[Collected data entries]
● ● ● ●

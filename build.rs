use std::process::Command;

fn main() {
    // Stamp the binary so run reports can say which build produced them
    let build_time = chrono::Utc::now().format("%Y-%m-%d %H:%M:%S UTC");
    println!("cargo:rustc-env=PLT_BUILD_TIME={}", build_time);

    let commit = Command::new("git")
        .args(["rev-parse", "--short", "HEAD"])
        .output()
        .ok()
        .filter(|output| output.status.success())
        .map(|output| String::from_utf8_lossy(&output.stdout).trim().to_string())
        .unwrap_or_else(|| "unknown".to_string());
    println!("cargo:rustc-env=PLT_GIT_COMMIT={}", commit);

    println!("cargo:rerun-if-changed=build.rs");
    println!("cargo:rerun-if-changed=Cargo.toml");
}
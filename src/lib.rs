//! `Authorization: ApiKey <token>` から API キーを取り出すライブラリと、
//! それを使う axum サーバ。
//!
//! 中心は [`services::auth::extract_api_key`]。それ以外はこの関数を呼ぶ側
//! (middleware / handler / 起動処理)。

pub mod api;
pub mod app;
pub mod config;
pub mod error;
pub mod middleware;
pub mod services;
pub mod state;

pub use services::auth::{ApiKey, ApiKeyError, extract_api_key};
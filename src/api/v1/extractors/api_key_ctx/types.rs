/*
 * Responsibility
 * - Handler から見える「API キー認証済みコンテキスト」の型
 * - middleware がヘッダから取り出して request extensions に格納し、handler はこの型だけを受け取る
 *
 * Notes
 * - キー → 利用者の解決や権限判定はここでは扱わない
 */
use crate::services::auth::ApiKey;

/// API キーが付与されたリクエストのコンテキスト
///
/// - `key` は取り出した生のキー（Debug では伏せられる）
/// - `fingerprint` はログ相関用
#[derive(Debug, Clone)]
pub struct ApiKeyCtx {
    pub key: ApiKey,
    pub fingerprint: String,
}

impl ApiKeyCtx {
    pub fn new(key: ApiKey) -> Self {
        let fingerprint = key.fingerprint();
        Self { key, fingerprint }
    }
}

● ● ● ●

PROBLEM TO SOLVE: Whenever a line in the data holds "Command", copy that line.

ANSWER TO THIS TASK:
use std::process::Command;
    let commit = Command::new("git")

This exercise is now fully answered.